## GIVEN DATA
_ _ _

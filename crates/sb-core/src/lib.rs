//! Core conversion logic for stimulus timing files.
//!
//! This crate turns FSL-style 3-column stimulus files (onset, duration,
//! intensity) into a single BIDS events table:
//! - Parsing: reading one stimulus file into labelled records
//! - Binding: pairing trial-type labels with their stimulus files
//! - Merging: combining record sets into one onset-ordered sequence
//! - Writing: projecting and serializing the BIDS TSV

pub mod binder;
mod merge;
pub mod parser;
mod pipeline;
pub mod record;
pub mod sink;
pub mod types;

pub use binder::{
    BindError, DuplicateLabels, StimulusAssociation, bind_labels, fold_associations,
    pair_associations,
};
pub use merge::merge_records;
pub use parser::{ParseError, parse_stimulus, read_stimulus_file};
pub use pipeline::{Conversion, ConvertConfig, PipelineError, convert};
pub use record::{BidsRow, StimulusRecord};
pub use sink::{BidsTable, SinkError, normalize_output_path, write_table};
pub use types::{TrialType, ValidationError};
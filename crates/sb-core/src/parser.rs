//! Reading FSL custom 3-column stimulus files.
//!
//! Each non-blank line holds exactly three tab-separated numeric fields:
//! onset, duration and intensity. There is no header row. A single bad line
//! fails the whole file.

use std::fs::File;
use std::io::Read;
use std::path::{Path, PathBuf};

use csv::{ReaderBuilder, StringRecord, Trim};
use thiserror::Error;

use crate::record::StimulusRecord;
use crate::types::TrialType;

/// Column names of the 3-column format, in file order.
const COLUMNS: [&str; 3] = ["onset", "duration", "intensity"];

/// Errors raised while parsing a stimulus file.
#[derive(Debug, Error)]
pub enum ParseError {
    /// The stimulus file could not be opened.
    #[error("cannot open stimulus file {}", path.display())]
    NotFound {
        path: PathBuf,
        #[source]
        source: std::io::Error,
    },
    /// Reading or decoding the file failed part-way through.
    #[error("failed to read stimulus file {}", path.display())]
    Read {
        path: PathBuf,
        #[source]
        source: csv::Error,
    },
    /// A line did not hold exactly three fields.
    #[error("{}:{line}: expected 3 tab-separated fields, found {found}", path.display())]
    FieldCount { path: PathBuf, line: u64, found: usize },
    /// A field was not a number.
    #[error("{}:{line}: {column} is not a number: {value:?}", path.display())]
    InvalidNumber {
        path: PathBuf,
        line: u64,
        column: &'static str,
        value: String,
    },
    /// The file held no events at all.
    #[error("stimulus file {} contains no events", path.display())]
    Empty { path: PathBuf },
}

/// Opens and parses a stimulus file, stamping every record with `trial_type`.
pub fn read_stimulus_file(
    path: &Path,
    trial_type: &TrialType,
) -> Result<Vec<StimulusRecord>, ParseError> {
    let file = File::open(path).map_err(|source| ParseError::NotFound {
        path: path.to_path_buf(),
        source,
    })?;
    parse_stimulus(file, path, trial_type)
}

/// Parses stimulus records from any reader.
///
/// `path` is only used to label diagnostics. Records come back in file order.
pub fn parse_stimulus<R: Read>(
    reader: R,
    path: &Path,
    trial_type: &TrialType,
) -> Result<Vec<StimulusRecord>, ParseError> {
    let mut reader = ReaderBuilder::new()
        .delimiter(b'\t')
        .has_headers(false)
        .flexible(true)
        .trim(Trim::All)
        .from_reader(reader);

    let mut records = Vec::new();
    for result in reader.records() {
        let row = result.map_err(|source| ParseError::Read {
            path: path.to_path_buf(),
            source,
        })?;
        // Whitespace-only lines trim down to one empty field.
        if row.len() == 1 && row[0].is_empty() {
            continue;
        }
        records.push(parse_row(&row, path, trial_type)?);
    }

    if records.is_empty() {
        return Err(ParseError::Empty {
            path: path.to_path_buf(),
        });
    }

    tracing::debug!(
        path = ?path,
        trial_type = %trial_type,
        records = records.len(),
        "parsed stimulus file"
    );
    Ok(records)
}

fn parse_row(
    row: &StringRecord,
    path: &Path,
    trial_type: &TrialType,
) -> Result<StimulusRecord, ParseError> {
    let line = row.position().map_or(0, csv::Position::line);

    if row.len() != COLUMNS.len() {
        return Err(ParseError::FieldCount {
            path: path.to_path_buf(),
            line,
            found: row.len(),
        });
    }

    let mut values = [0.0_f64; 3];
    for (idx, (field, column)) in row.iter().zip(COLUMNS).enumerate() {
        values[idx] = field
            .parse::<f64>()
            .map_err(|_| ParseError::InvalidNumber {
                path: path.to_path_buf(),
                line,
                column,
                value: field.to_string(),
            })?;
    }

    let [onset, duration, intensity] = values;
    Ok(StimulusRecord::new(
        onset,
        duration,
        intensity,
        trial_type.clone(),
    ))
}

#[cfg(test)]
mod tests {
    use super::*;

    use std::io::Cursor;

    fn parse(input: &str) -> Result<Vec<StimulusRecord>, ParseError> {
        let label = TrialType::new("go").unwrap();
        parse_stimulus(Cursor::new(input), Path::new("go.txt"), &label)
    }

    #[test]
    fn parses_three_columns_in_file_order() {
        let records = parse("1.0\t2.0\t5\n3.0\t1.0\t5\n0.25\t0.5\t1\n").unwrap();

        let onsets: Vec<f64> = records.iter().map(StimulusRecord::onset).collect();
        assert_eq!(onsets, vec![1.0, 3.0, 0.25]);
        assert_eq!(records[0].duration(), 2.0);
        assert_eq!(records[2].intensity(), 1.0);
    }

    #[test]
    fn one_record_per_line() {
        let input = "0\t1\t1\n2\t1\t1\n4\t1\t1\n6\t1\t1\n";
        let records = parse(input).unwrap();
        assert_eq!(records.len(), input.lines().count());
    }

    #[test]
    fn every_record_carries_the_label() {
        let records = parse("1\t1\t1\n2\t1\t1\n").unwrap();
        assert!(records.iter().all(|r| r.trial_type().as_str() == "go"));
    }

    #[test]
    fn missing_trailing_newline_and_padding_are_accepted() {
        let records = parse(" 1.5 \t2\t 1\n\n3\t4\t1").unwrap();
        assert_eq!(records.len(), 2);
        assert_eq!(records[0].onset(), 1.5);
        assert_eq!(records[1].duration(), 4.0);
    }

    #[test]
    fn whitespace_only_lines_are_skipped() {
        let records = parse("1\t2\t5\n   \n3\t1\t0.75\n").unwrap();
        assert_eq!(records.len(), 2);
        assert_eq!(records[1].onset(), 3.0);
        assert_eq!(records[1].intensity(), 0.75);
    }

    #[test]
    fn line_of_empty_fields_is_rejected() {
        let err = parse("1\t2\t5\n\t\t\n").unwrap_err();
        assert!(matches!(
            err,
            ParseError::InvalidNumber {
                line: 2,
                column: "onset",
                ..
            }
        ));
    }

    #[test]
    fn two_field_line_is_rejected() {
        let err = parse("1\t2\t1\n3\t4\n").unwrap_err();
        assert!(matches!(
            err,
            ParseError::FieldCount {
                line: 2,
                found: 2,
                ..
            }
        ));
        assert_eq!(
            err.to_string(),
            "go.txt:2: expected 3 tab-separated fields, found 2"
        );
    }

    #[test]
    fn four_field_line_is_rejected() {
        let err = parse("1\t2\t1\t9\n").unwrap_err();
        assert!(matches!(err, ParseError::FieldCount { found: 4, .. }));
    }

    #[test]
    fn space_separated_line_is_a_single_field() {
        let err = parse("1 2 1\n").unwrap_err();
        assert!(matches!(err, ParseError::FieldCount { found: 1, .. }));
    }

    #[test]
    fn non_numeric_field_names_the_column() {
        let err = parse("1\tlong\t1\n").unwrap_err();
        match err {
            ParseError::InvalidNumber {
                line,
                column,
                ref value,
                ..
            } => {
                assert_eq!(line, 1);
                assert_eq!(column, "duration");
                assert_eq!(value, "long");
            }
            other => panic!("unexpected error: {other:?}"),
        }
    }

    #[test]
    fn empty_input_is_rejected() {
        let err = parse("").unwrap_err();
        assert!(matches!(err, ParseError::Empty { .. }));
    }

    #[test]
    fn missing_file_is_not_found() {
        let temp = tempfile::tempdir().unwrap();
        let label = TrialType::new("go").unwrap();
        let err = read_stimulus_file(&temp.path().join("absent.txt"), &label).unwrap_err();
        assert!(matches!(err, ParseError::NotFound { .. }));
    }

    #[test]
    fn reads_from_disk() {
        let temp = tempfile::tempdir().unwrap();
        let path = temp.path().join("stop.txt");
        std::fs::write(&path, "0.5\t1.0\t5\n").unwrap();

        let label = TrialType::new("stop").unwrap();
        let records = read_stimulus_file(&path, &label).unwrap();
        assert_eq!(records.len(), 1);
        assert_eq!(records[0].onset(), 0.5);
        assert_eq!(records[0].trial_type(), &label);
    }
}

_ _ _

## WHAT THIS TASK INVOLVES
Go through the listing above and find each line that contains "StimulusRecord", then copy it.

## ANSWER
pub use record::{BidsRow, StimulusRecord};
use crate::record::StimulusRecord;
) -> Result<Vec<StimulusRecord>, ParseError> {
) -> Result<Vec<StimulusRecord>, ParseError> {
) -> Result<StimulusRecord, ParseError> {
    Ok(StimulusRecord::new(
    fn parse(input: &str) -> Result<Vec<StimulusRecord>, ParseError> {
        let onsets: Vec<f64> = records.iter().map(StimulusRecord::onset).collect();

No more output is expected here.